▶ TASK PROMPT
Reproduce the data in its entirety, exactly as supplied.

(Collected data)
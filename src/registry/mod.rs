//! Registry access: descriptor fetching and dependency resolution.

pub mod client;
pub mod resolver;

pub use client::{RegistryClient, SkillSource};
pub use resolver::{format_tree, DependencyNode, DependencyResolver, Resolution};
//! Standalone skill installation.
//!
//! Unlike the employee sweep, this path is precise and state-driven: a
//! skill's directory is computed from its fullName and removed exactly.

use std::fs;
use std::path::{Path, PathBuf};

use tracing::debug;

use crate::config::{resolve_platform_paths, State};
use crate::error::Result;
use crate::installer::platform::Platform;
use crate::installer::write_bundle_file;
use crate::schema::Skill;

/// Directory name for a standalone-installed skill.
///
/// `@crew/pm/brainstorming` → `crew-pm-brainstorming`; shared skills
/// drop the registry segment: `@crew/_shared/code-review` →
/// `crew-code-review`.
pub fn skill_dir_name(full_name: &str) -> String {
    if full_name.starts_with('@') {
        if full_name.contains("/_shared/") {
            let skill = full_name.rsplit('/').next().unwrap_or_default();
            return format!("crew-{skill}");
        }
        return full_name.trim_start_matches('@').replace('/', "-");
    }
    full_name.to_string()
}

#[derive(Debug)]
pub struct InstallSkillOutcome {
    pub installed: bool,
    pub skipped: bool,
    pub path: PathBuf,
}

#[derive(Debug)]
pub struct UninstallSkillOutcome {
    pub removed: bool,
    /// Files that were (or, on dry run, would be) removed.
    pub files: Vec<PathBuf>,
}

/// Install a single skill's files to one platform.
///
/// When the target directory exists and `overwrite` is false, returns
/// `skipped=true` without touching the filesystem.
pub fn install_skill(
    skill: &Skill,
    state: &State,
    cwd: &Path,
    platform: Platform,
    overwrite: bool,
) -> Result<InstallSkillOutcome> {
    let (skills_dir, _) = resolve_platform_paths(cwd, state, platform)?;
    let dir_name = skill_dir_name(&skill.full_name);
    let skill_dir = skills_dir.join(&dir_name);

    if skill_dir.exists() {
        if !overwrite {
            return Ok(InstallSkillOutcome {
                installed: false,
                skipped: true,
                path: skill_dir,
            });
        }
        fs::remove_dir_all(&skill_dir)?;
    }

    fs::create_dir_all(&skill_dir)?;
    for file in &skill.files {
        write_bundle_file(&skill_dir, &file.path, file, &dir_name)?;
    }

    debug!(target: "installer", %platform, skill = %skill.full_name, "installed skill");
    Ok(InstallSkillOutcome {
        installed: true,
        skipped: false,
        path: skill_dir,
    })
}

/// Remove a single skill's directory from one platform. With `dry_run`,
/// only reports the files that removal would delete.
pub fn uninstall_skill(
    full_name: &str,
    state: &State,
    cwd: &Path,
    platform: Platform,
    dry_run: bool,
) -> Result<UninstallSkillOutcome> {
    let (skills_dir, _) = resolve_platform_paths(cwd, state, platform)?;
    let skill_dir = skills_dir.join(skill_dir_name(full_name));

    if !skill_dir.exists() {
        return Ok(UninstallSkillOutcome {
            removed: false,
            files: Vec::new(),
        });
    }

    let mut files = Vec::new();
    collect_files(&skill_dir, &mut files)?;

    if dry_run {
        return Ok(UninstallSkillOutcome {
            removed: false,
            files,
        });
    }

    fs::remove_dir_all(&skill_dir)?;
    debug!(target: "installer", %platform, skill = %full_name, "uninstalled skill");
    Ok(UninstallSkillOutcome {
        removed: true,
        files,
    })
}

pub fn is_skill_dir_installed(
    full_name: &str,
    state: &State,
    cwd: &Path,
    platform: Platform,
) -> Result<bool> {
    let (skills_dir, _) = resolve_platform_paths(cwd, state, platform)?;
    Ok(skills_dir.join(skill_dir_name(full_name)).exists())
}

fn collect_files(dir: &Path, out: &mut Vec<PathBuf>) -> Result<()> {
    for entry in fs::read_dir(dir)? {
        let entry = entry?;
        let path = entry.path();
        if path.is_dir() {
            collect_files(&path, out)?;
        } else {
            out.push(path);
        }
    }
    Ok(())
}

▶ SOLUTION
filename src/registry/mod.rs
//! Registry access: descriptor fetching and dependency resolution.

pub mod client;
pub mod resolver;

pub use client::{RegistryClient, SkillSource};
pub use resolver::{format_tree, DependencyNode, DependencyResolver, Resolution};
//! Standalone skill installation.
//!
//! Unlike the employee sweep, this path is precise and state-driven: a
//! skill's directory is computed from its fullName and removed exactly.

use std::fs;
use std::path::{Path, PathBuf};

use tracing::debug;

use crate::config::{resolve_platform_paths, State};
use crate::error::Result;
use crate::installer::platform::Platform;
use crate::installer::write_bundle_file;
use crate::schema::Skill;

/// Directory name for a standalone-installed skill.
///
/// `@crew/pm/brainstorming` → `crew-pm-brainstorming`; shared skills
/// drop the registry segment: `@crew/_shared/code-review` →
/// `crew-code-review`.
pub fn skill_dir_name(full_name: &str) -> String {
    if full_name.starts_with('@') {
        if full_name.contains("/_shared/") {
            let skill = full_name.rsplit('/').next().unwrap_or_default();
            return format!("crew-{skill}");
        }
        return full_name.trim_start_matches('@').replace('/', "-");
    }
    full_name.to_string()
}

#[derive(Debug)]
pub struct InstallSkillOutcome {
    pub installed: bool,
    pub skipped: bool,
    pub path: PathBuf,
}

#[derive(Debug)]
pub struct UninstallSkillOutcome {
    pub removed: bool,
    /// Files that were (or, on dry run, would be) removed.
    pub files: Vec<PathBuf>,
}

/// Install a single skill's files to one platform.
///
/// When the target directory exists and `overwrite` is false, returns
/// `skipped=true` without touching the filesystem.
pub fn install_skill(
    skill: &Skill,
    state: &State,
    cwd: &Path,
    platform: Platform,
    overwrite: bool,
) -> Result<InstallSkillOutcome> {
    let (skills_dir, _) = resolve_platform_paths(cwd, state, platform)?;
    let dir_name = skill_dir_name(&skill.full_name);
    let skill_dir = skills_dir.join(&dir_name);

    if skill_dir.exists() {
        if !overwrite {
            return Ok(InstallSkillOutcome {
                installed: false,
                skipped: true,
                path: skill_dir,
            });
        }
        fs::remove_dir_all(&skill_dir)?;
    }

    fs::create_dir_all(&skill_dir)?;
    for file in &skill.files {
        write_bundle_file(&skill_dir, &file.path, file, &dir_name)?;
    }

    debug!(target: "installer", %platform, skill = %skill.full_name, "installed skill");
    Ok(InstallSkillOutcome {
        installed: true,
        skipped: false,
        path: skill_dir,
    })
}

/// Remove a single skill's directory from one platform. With `dry_run`,
/// only reports the files that removal would delete.
pub fn uninstall_skill(
    full_name: &str,
    state: &State,
    cwd: &Path,
    platform: Platform,
    dry_run: bool,
) -> Result<UninstallSkillOutcome> {
    let (skills_dir, _) = resolve_platform_paths(cwd, state, platform)?;
    let skill_dir = skills_dir.join(skill_dir_name(full_name));

    if !skill_dir.exists() {
        return Ok(UninstallSkillOutcome {
            removed: false,
            files: Vec::new(),
        });
    }

    let mut files = Vec::new();
    collect_files(&skill_dir, &mut files)?;

    if dry_run {
        return Ok(UninstallSkillOutcome {
            removed: false,
            files,
        });
    }

    fs::remove_dir_all(&skill_dir)?;
    debug!(target: "installer", %platform, skill = %full_name, "uninstalled skill");
    Ok(UninstallSkillOutcome {
        removed: true,
        files,
    })
}

pub fn is_skill_dir_installed(
    full_name: &str,
    state: &State,
    cwd: &Path,
    platform: Platform,
) -> Result<bool> {
    let (skills_dir, _) = resolve_platform_paths(cwd, state, platform)?;
    Ok(skills_dir.join(skill_dir_name(full_name)).exists())
}

fn collect_files(dir: &Path, out: &mut Vec<PathBuf>) -> Result<()> {
    for entry in fs::read_dir(dir)? {
        let entry = entry?;
        let path = entry.path();
        if path.is_dir() {
            collect_files(&path, out)?;
        } else {
            out.push(path);
        }
    }
    Ok(())
}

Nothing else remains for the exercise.